Abstract Cell totipotency and pluripotency are the cellular basis for root regeneration in Platycladus orientalis cuttings, and the regeneration of adventitious roots is a key determinant for improving stem-cutting. However, the cellular basis and physiological regulation of adventitious root formation are still ambiguous. In this research, root primordia initiation and organogenesis were histologically observed, dynamic alterations in soluble proteins were monitored, and Tandem Mass Tag protein profiling during adventitious root development was carried out. It was explicitly shown that the root primordium primarily originated from undifferentiated xylem cells for indirect (callus) rooting and from dividing cells in the cortex for direct (cortex) rooting.
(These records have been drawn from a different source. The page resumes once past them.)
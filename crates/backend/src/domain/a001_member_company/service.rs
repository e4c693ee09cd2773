use super::repository;
use contracts::domain::a001_member_company::aggregate::{
    GrowthStage, MemberCompany, MemberCompanyDto,
};
use uuid::Uuid;

pub async fn create(dto: MemberCompanyDto) -> anyhow::Result<Uuid> {
    let code = dto
        .code
        .clone()
        .unwrap_or_else(|| format!("MEM-{}", &Uuid::new_v4().to_string()[..8]));

    // Duplicate registration number guard
    if !dto.registration_no.trim().is_empty()
        && repository::get_by_registration_no(&dto.registration_no)
            .await?
            .is_some()
    {
        return Err(anyhow::anyhow!("이미 등록된 사업자등록번호입니다"));
    }

    let mut aggregate = MemberCompany::new_for_insert(
        code,
        dto.description,
        dto.registration_no,
        dto.ceo_name,
        dto.founded_at,
        dto.industry,
        GrowthStage::parse(&dto.stage).unwrap_or_default(),
        dto.homepage,
        dto.intro,
        dto.comment,
    );

    aggregate
        .validate()
        .map_err(|e| anyhow::anyhow!("Validation failed: {}", e))?;

    aggregate.before_write();

    repository::insert(&aggregate).await
}

pub async fn update(dto: MemberCompanyDto) -> anyhow::Result<()> {
    let id = dto
        .id
        .as_ref()
        .and_then(|s| Uuid::parse_str(s).ok())
        .ok_or_else(|| anyhow::anyhow!("Invalid ID"))?;

    let mut aggregate = repository::get_by_id(id)
        .await?
        .ok_or_else(|| anyhow::anyhow!("Not found"))?;

    aggregate.update(&dto);

    aggregate
        .validate()
        .map_err(|e| anyhow::anyhow!("Validation failed: {}", e))?;

    aggregate.before_write();

    repository::update(&aggregate).await
}

pub async fn delete(id: Uuid) -> anyhow::Result<bool> {
    repository::soft_delete(id).await
}

pub async fn get_by_id(id: Uuid) -> anyhow::Result<Option<MemberCompany>> {
    repository::get_by_id(id).await
}

pub async fn list_all() -> anyhow::Result<Vec<MemberCompany>> {
    repository::list_all().await
}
During the entire process of adventitious root development, the activities of peroxidase (POD) and polyphenol oxidase (PPO) peaked, and the activity of indole acetic acid oxidase (IAAO) decreased during the prophase of adventitious root formation in both the direct and indirect rooting, suggesting the positive regulation of POD and PPO and the negative regulation of IAAO during adventitious root initiation. Compared with those of indirect rooting, the relatively greater activities of POD and PPO and lower activity of IAAO were related to direct rooting and the number of adventitious roots. A total of 4265 proteins were identified from the base of the cuttings, of which 343, 236 and 37 proteins were highly expressed before treatment, in root primordia induction to adventitious root formation, and adventitious root elongation stages, respectively. Through hierarchical cluster analysis, 23 peroxidase and endogenous hormone regulatory proteins were screened and obtained; these included 10 peroxidases, 1 auxin regulatory protein, 3 ABA regulatory proteins, 2 jasmonic acid regulatory proteins, and 3 gibberellin regulatory proteins, which were highly expressed during the late cutting period. Finally, a hypothetical model of the regulatory network of the differential proteins involved in adventitious root formation in P. orientalis was constructed.